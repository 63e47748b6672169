mod common;

use axum::{
    body::Body,
    http::{Method, Request, StatusCode, header},
};
use common::{KNOWN_CONTACT_ID, KNOWN_EMAIL, TEST_KEY, ZohoDouble};
use gv_checkin::db::{PostType, RelationLink};
use serde_json::{Value, json};
use tower::ServiceExt;

fn json_post(uri: &str, body: Value) -> Request<Body> {
    Request::builder()
        .method(Method::POST)
        .uri(uri)
        .header("x-gv-key", TEST_KEY)
        .header(header::CONTENT_TYPE, "application/json")
        .body(Body::from(body.to_string()))
        .unwrap()
}

#[tokio::test]
async fn api_requires_key() {
    let app = common::test_app(&ZohoDouble::default(), "rr-auth").await;

    let missing = Request::builder()
        .method(Method::POST)
        .uri("/gv/v1/zoho-relations")
        .header(header::CONTENT_TYPE, "application/json")
        .body(Body::from("{}"))
        .unwrap();
    let resp = app.router.clone().oneshot(missing).await.unwrap();
    assert_eq!(resp.status(), StatusCode::UNAUTHORIZED);
    let body = common::body_json(resp).await;
    assert_eq!(body["success"], false);
    assert_eq!(body["code"], "UNAUTHORIZED");

    let wrong = Request::builder()
        .method(Method::POST)
        .uri("/gv/v1/zoho-relations")
        .header(header::AUTHORIZATION, "Bearer not-the-key")
        .body(Body::from("{}"))
        .unwrap();
    let resp = app.router.oneshot(wrong).await.unwrap();
    assert_eq!(resp.status(), StatusCode::UNAUTHORIZED);
}

#[tokio::test]
async fn empty_or_non_object_body_is_invalid_payload() {
    let app = common::test_app(&ZohoDouble::default(), "rr-invalid").await;

    for body in [json!({}), json!([1, 2]), json!("text")] {
        let resp = app
            .router
            .clone()
            .oneshot(json_post("/gv/v1/zoho-relations", body))
            .await
            .unwrap();
        assert_eq!(resp.status(), StatusCode::BAD_REQUEST);
        let body = common::body_json(resp).await;
        assert_eq!(body["success"], false);
        assert_eq!(body["code"], "VALIDATION_ERROR");
    }
}

#[tokio::test]
async fn link_creates_posts_syncs_contact_and_is_idempotent() {
    let double = ZohoDouble::default();
    let app = common::test_app(&double, "rr-link").await;
    let payload = json!({
        "evento_id": "z-evt-1",
        "evento_nombre": "Foro Fintech",
        "ponente_id": "z-pon-1",
        "ponente_nombre": "Ana Ruiz",
        "ponente_email": KNOWN_EMAIL,
        "ponente_cargo": "CTO"
    });

    let resp = app
        .router
        .clone()
        .oneshot(json_post("/gv/v1/zoho-relations", payload.clone()))
        .await
        .unwrap();
    assert_eq!(resp.status(), StatusCode::OK);
    let body = common::body_json(resp).await;
    assert_eq!(body["success"], true);
    assert_eq!(body["relation"], "evento_ponente");
    assert_eq!(body["rel_id"], 1);
    assert_eq!(body["created"], true);
    assert_eq!(body["contact_synced"], true);
    assert_eq!(body["contact_id"], KNOWN_CONTACT_ID);

    let event = app
        .db
        .find_post_by_zoho_id(PostType::Evento, "z-evt-1")
        .await
        .unwrap()
        .expect("event post created");
    assert_eq!(event.title, "Foro Fintech");
    let speaker = app
        .db
        .find_post_by_zoho_id(PostType::Ponente, "z-pon-1")
        .await
        .unwrap()
        .expect("speaker post created");
    let links = app.db.list_relations(1, event.id).await.unwrap();
    assert_eq!(links.len(), 1);
    assert_eq!(links[0].child_object_id, speaker.id);

    let update_path = format!("/crm/v2/Contacts/{KNOWN_CONTACT_ID}");
    let update = double.requests_to(Method::PUT, &update_path);
    assert_eq!(update.len(), 1);
    assert_eq!(update[0].json()["data"][0]["Title"], "CTO");

    let resp = app
        .router
        .oneshot(json_post("/gv/v1/zoho-relations", payload))
        .await
        .unwrap();
    let body = common::body_json(resp).await;
    assert_eq!(body["created"], false);
    assert_eq!(app.db.list_relations(1, event.id).await.unwrap().len(), 1);
}

#[tokio::test]
async fn link_accepts_form_encoded_company_payload() {
    let app = common::test_app(&ZohoDouble::default(), "rr-form").await;

    let req = Request::builder()
        .method(Method::POST)
        .uri(format!("/gv/v1/zoho-relations?key={TEST_KEY}"))
        .header(header::CONTENT_TYPE, "application/x-www-form-urlencoded")
        .body(Body::from("empresa_nombre=Acme&ponente_nombre=Luis+Gil"))
        .unwrap();
    let resp = app.router.oneshot(req).await.unwrap();
    assert_eq!(resp.status(), StatusCode::OK);
    let body = common::body_json(resp).await;
    assert_eq!(body["relation"], "empresa_ponente");
    assert_eq!(body["rel_id"], 2);
    assert_eq!(body["contact_synced"], false);
}

#[tokio::test]
async fn link_without_speaker_is_rejected() {
    let app = common::test_app(&ZohoDouble::default(), "rr-nospeaker").await;

    let resp = app
        .router
        .oneshot(json_post(
            "/gv/v1/zoho-relations",
            json!({ "evento_nombre": "Foro" }),
        ))
        .await
        .unwrap();
    assert_eq!(resp.status(), StatusCode::BAD_REQUEST);
    assert!(app.db.list_posts(PostType::Evento).await.unwrap().is_empty());
}

#[tokio::test]
async fn unlink_removes_only_the_named_speaker() {
    let app = common::test_app(&ZohoDouble::default(), "rr-unlink").await;
    for speaker in ["Ana Ruiz", "Luis Gil"] {
        let resp = app
            .router
            .clone()
            .oneshot(json_post(
                "/gv/v1/zoho-relations",
                json!({ "evento_nombre": "Foro", "ponente_nombre": speaker }),
            ))
            .await
            .unwrap();
        assert_eq!(resp.status(), StatusCode::OK);
    }

    let resp = app
        .router
        .clone()
        .oneshot(json_post(
            "/gv/v1/zoho-relations/unlink",
            json!({ "evento_nombre": "Foro", "ponente_nombre": "Ana Ruiz" }),
        ))
        .await
        .unwrap();
    assert_eq!(resp.status(), StatusCode::OK);
    let body = common::body_json(resp).await;
    assert_eq!(body["removed"], 1);

    let event_id = body["parent_id"].as_i64().unwrap();
    assert_eq!(app.db.list_relations(1, event_id).await.unwrap().len(), 1);

    let resp = app
        .router
        .oneshot(json_post(
            "/gv/v1/zoho-relations/unlink",
            json!({ "evento_nombre": "Foro", "ponente_nombre": "Nadie" }),
        ))
        .await
        .unwrap();
    let body = common::body_json(resp).await;
    assert_eq!(body["code"], "NOT_FOUND");
}

#[tokio::test]
async fn sql_unlink_by_ids_and_all_children() {
    let app = common::test_app(&ZohoDouble::default(), "rr-sql").await;
    for child_id in [100, 101, 102] {
        app.db
            .link(RelationLink {
                rel_id: 2,
                parent_id: 7,
                child_id,
            })
            .await
            .unwrap();
    }

    let resp = app
        .router
        .clone()
        .oneshot(json_post(
            "/gv/v1/relations/sql-unlink",
            json!({ "rel_id": "empresa_ponente", "parent_id": "7", "child_ids": "100,101" }),
        ))
        .await
        .unwrap();
    assert_eq!(resp.status(), StatusCode::OK);
    assert_eq!(common::body_json(resp).await["removed"], 2);

    let resp = app
        .router
        .clone()
        .oneshot(json_post(
            "/gv/v1/relations/sql-unlink",
            json!({ "rel_id": 2, "parent_id": 7 }),
        ))
        .await
        .unwrap();
    assert_eq!(resp.status(), StatusCode::BAD_REQUEST, "selector required");

    let resp = app
        .router
        .oneshot(json_post(
            "/gv/v1/relations/sql-unlink",
            json!({ "rel_id": 2, "parent_id": 7, "all_children": true }),
        ))
        .await
        .unwrap();
    assert_eq!(common::body_json(resp).await["removed"], 1);
    assert!(app.db.list_relations(2, 7).await.unwrap().is_empty());
}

= = = = =

**Exercise brief**
Where the word "Luis" shows up in a line of the entries above, copy that line.

**Result below**
        .body(Body::from("empresa_nombre=Acme&ponente_nombre=Luis+Gil"))
    for speaker in ["Ana Ruiz", "Luis Gil"] {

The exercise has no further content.